Purely hypothetically, if I were to retrofit a 3D T&L pipeline to Warp3D I'd probably do so by exposing an interface that's not a million miles from the model already defined for the R100/200. Some methods to set transformation matrices to be applied to geometry, texture coordinates, lighting and material properties and clipping planes. In the corresponding drivers for R100/200 these would be mapped onto it's hardware implementation of these things for maximum efficiency.
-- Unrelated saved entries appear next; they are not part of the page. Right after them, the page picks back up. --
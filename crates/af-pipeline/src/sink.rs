//! Serialized failure log.
//!
//! Every worker reports failures through one [`ErrorSink`]. A record is
//! formatted up front and then written to the log file and echoed to stderr
//! while holding a single lock, so records from different workers never
//! interleave. Records appear in arrival order, not catalog order.

use std::fs::{File, OpenOptions};
use std::io::Write;
use std::path::{Path, PathBuf};

use parking_lot::Mutex;

struct SinkState {
    file: Option<File>,
    records: usize,
}

/// Append-only, mutex-guarded failure log.
pub struct ErrorSink {
    path: Option<PathBuf>,
    console: bool,
    state: Mutex<SinkState>,
}

impl ErrorSink {
    /// Open (or create) the log at `path` in append mode.
    ///
    /// # Errors
    ///
    /// Returns [`af_core::Error::Io`] if the file or its parent directory
    /// cannot be created.
    pub fn open(path: &Path, console: bool) -> af_core::Result<Self> {
        if let Some(parent) = path.parent().filter(|p| !p.as_os_str().is_empty()) {
            std::fs::create_dir_all(parent)?;
        }
        let file = OpenOptions::new().create(true).append(true).open(path)?;
        Ok(Self {
            path: Some(path.to_path_buf()),
            console,
            state: Mutex::new(SinkState {
                file: Some(file),
                records: 0,
            }),
        })
    }

    /// A sink that only echoes to stderr.
    pub fn console_only() -> Self {
        Self {
            path: None,
            console: true,
            state: Mutex::new(SinkState {
                file: None,
                records: 0,
            }),
        }
    }

    /// A sink that only counts records. Useful when the caller reports
    /// through other means.
    pub fn discard() -> Self {
        Self {
            path: None,
            console: false,
            state: Mutex::new(SinkState {
                file: None,
                records: 0,
            }),
        }
    }

    /// Location of the log file, if any.
    pub fn path(&self) -> Option<&Path> {
        self.path.as_deref()
    }

    /// Number of records written so far.
    pub fn records(&self) -> usize {
        self.state.lock().records
    }

    /// Append one record. Write failures are reported through tracing and
    /// never propagate to the caller.
    pub fn record(&self, message: impl AsRef<str>) {
        let line = format_record(message.as_ref());

        let mut state = self.state.lock();
        state.records += 1;
        if let Some(file) = state.file.as_mut() {
            write_record(file, &line, "error log");
        }
        if self.console {
            write_record(&mut std::io::stderr().lock(), &line, "stderr");
        }
    }
}

/// Write one formatted record to `out`, warning through tracing on failure.
fn write_record(out: &mut impl Write, line: &str, target: &str) -> bool {
    match out.write_all(line.as_bytes()).and_then(|()| out.flush()) {
        Ok(()) => true,
        Err(e) => {
            tracing::warn!("Failed to write failure record to {target}: {e}");
            false
        }
    }
}

impl std::fmt::Debug for ErrorSink {
    fn fmt(&self, f: &mut std::fmt::Formatter<'_>) -> std::fmt::Result {
        f.debug_struct("ErrorSink")
            .field("path", &self.path)
            .field("console", &self.console)
            .finish()
    }
}

/// `[timestamp] message`, with continuation lines indented so each record
/// stays visually distinct.
fn format_record(message: &str) -> String {
    let stamp = chrono::Local::now().format("%Y-%m-%d %H:%M:%S");
    let body = message.trim_end().replace('\n', "\n    ");
    format!("[{stamp}] {body}\n")
}

#[cfg(test)]
mod tests {
    use super::*;
    use std::sync::Arc;

    #[test]
    fn record_appends_line() {
        let dir = tempfile::tempdir().unwrap();
        let path = dir.path().join("logs/errors.log");
        let sink = ErrorSink::open(&path, false).unwrap();

        sink.record("[ERROR] Master failed: tape01.avi");
        sink.record("[ERROR] Proxy failed: tape02.avi");

        let contents = std::fs::read_to_string(&path).unwrap();
        let lines: Vec<&str> = contents.lines().collect();
        assert_eq!(lines.len(), 2);
        assert!(lines[0].ends_with("[ERROR] Master failed: tape01.avi"));
        assert!(lines[0].starts_with('['));
        assert_eq!(sink.records(), 2);
        assert_eq!(sink.path(), Some(path.as_path()));
    }

    #[test]
    fn reopening_appends() {
        let dir = tempfile::tempdir().unwrap();
        let path = dir.path().join("errors.log");
        ErrorSink::open(&path, false).unwrap().record("first");
        ErrorSink::open(&path, false).unwrap().record("second");

        let contents = std::fs::read_to_string(&path).unwrap();
        assert_eq!(contents.lines().count(), 2);
    }

    #[test]
    fn multiline_messages_are_indented() {
        let record = format_record("ffmpeg failed\nline two\n");
        assert!(record.ends_with("ffmpeg failed\n    line two\n"));
    }

    #[test]
    fn concurrent_records_never_interleave() {
        let dir = tempfile::tempdir().unwrap();
        let path = dir.path().join("errors.log");
        let sink = Arc::new(ErrorSink::open(&path, false).unwrap());

        let handles: Vec<_> = (0..8)
            .map(|worker| {
                let sink = Arc::clone(&sink);
                std::thread::spawn(move || {
                    for i in 0..50 {
                        sink.record(format!("worker={worker} item={i} {}", "x".repeat(200)));
                    }
                })
            })
            .collect();
        for h in handles {
            h.join().unwrap();
        }

        let contents = std::fs::read_to_string(&path).unwrap();
        let lines: Vec<&str> = contents.lines().collect();
        assert_eq!(lines.len(), 400);
        assert!(lines
            .iter()
            .all(|l| l.contains("worker=") && l.ends_with(&"x".repeat(200))));
        assert_eq!(sink.records(), 400);
    }

    struct BrokenPipe;

    impl Write for BrokenPipe {
        fn write(&mut self, _buf: &[u8]) -> std::io::Result<usize> {
            Err(std::io::Error::new(std::io::ErrorKind::BrokenPipe, "closed"))
        }

        fn flush(&mut self) -> std::io::Result<()> {
            Ok(())
        }
    }

    #[test]
    fn failed_writes_are_reported_not_dropped() {
        assert!(!write_record(&mut BrokenPipe, "[x] lost\n", "stderr"));

        let mut buf = Vec::new();
        assert!(write_record(&mut buf, "[x] kept\n", "stderr"));
        assert_eq!(buf, b"[x] kept\n");
    }

    #[test]
    fn discard_sink_counts() {
        let sink = ErrorSink::discard();
        sink.record("dropped");
        assert_eq!(sink.records(), 1);
        assert!(sink.path().is_none());
    }
}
However, as it's still a fairly low-level model, it would lend itself to drivers like the Permedia also. In the Permedia, data registers and command operations are loaded through a FIFO that can be written to directly or through DMA from a buffer. The latter is what I'd like to use but it's proven elusive for me to get working in the BVision (I'm sure it ought to be possible, even if it's from a location in VRAM rather than host mapped memory which is what the original intention was). In the current driver, the FIFO is loaded with data and then the driver has to wait for it to drain. I don't query the remaining FIFO space every time, instead I get a count and only read it again after writing as many entries as the last count value. That removes some overhead, but in the end, if you are rendering blended, perspective textured, fogged z-buffered polygons you will inevitably reach a position where the CPU is able to load the FIFO faster than the Permedia is emptying it and you end up polling the count register until there's enough room for your next operation.
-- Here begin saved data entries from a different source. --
//! Staged in-place replacement of a media file.
//!
//! A [`Workspace`] names a staging file next to the target (same directory,
//! so the final rename never crosses a filesystem), and replaces the target
//! with it on [`finalize`](Workspace::finalize). An unfinalized workspace
//! removes its staging file when dropped.

use std::path::{Path, PathBuf};

/// Prefix given to staging files.
pub const STAGING_PREFIX: &str = "temp_";

/// Staging area for rewriting one file in place.
///
/// # Example
///
/// ```no_run
/// use af_av::Workspace;
///
/// let workspace = Workspace::beside(std::path::Path::new("/Masters/a_Master.mov")).unwrap();
/// // ... write the rewritten file to workspace.output() ...
/// workspace.finalize().unwrap();
/// ```
#[derive(Debug)]
pub struct Workspace {
    input_path: PathBuf,
    staging_path: PathBuf,
    finalized: bool,
}

impl Workspace {
    /// Create a workspace for rewriting `input`.
    ///
    /// # Errors
    ///
    /// Returns [`af_core::Error::Validation`] if `input` has no file name.
    pub fn beside(input: &Path) -> af_core::Result<Self> {
        let file_name = input.file_name().ok_or_else(|| {
            af_core::Error::Validation(format!("no file name in {}", input.display()))
        })?;
        let mut staged = std::ffi::OsString::from(STAGING_PREFIX);
        staged.push(file_name);

        Ok(Self {
            input_path: input.to_path_buf(),
            staging_path: input.with_file_name(staged),
            finalized: false,
        })
    }

    /// The file being rewritten.
    pub fn input(&self) -> &Path {
        &self.input_path
    }

    /// Where the rewritten file should be written.
    pub fn output(&self) -> &Path {
        &self.staging_path
    }

    /// Replace the input with the staged output and return the final path.
    ///
    /// # Errors
    ///
    /// Returns an error if the staged output does not exist or the rename
    /// fails.
    pub fn finalize(mut self) -> af_core::Result<PathBuf> {
        if !self.staging_path.exists() {
            return Err(af_core::Error::anomalous(
                &self.staging_path,
                "staged output does not exist",
            ));
        }
        std::fs::rename(&self.staging_path, &self.input_path)?;
        self.finalized = true;
        Ok(self.input_path.clone())
    }
}

impl Drop for Workspace {
    fn drop(&mut self) {
        if !self.finalized && self.staging_path.exists() {
            if let Err(e) = std::fs::remove_file(&self.staging_path) {
                tracing::warn!(
                    "Failed to remove staging file {}: {e}",
                    self.staging_path.display()
                );
            }
        }
    }
}

/// Whether `path` looks like a leftover staging file.
pub fn is_staging_file(path: &Path) -> bool {
    path.file_name()
        .and_then(|n| n.to_str())
        .is_some_and(|n| n.starts_with(STAGING_PREFIX))
}

#[cfg(test)]
mod tests {
    use super::*;
    use std::fs;

    #[test]
    fn staging_path_is_a_sibling() {
        let ws = Workspace::beside(Path::new("/archive/Masters/a_Master.mov")).unwrap();
        assert_eq!(ws.input(), Path::new("/archive/Masters/a_Master.mov"));
        assert_eq!(
            ws.output(),
            Path::new("/archive/Masters/temp_a_Master.mov")
        );
    }

    #[test]
    fn finalize_replaces_input() {
        let dir = tempfile::tempdir().unwrap();
        let input = dir.path().join("clip.mp4");
        fs::write(&input, b"original").unwrap();

        let ws = Workspace::beside(&input).unwrap();
        fs::write(ws.output(), b"stamped").unwrap();

        let final_path = ws.finalize().unwrap();
        assert_eq!(final_path, input);
        assert_eq!(fs::read_to_string(&input).unwrap(), "stamped");
        assert!(!dir.path().join("temp_clip.mp4").exists());
    }

    #[test]
    fn finalize_fails_when_output_missing() {
        let dir = tempfile::tempdir().unwrap();
        let input = dir.path().join("clip.mp4");
        fs::write(&input, b"original").unwrap();

        let ws = Workspace::beside(&input).unwrap();
        assert!(ws.finalize().is_err());
        assert_eq!(fs::read_to_string(&input).unwrap(), "original");
    }

    #[test]
    fn drop_removes_unfinalized_staging_file() {
        let dir = tempfile::tempdir().unwrap();
        let input = dir.path().join("clip.mp4");
        fs::write(&input, b"original").unwrap();

        let staged = {
            let ws = Workspace::beside(&input).unwrap();
            fs::write(ws.output(), b"partial").unwrap();
            ws.output().to_path_buf()
        };
        assert!(!staged.exists());
        assert_eq!(fs::read_to_string(&input).unwrap(), "original");
    }

    #[test]
    fn detects_staging_files() {
        assert!(is_staging_file(Path::new("/a/temp_x.mov")));
        assert!(!is_staging_file(Path::new("/a/x.mov")));
    }
}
We could use that time more productively if we were reading untransformed vertex data from memory, performing the transformation calculations in software and then writing the result to the FIFO because there'd be an improvement in the parallelism. It would take slightly longer per vertex to take a user-coordinate-space triangle fan and write it to the chip, but at the same time, you'd be doing those calculations at a point where you previously were just polling a register having already spent a similar amount of CPU time beforehand to do the transformation elsewhere.
I guess p96/cgx waits until GPU FIFO is ready, otherwise crashes may happen. I guess that the difference between CGX and P96 in this respect is that CGX driver will probably offer a "legal" way to add new pointers to command buffers and with P96 you can't "interleave" commands from both systems.
As I said, both the 3D and 2D drivers use the same resource on R200/100. However, Warp3D takes owenrship of the hardware system so at least when a hardware lock is in place, nobody else can be submitting packets to it. Outside of that situation, anybody can write to the resource. That's what the command processor / ring buffer was intended for.
And to continue the hijacking... any plans for a BlizzardPPC OS4 scsi driver?
Well I started, but I haven't really made progress due to a lack of available free time. I had to prioritise and the Warp3D I worked on affects more users overall. It's definitely something I'd like to complete if I get a chance.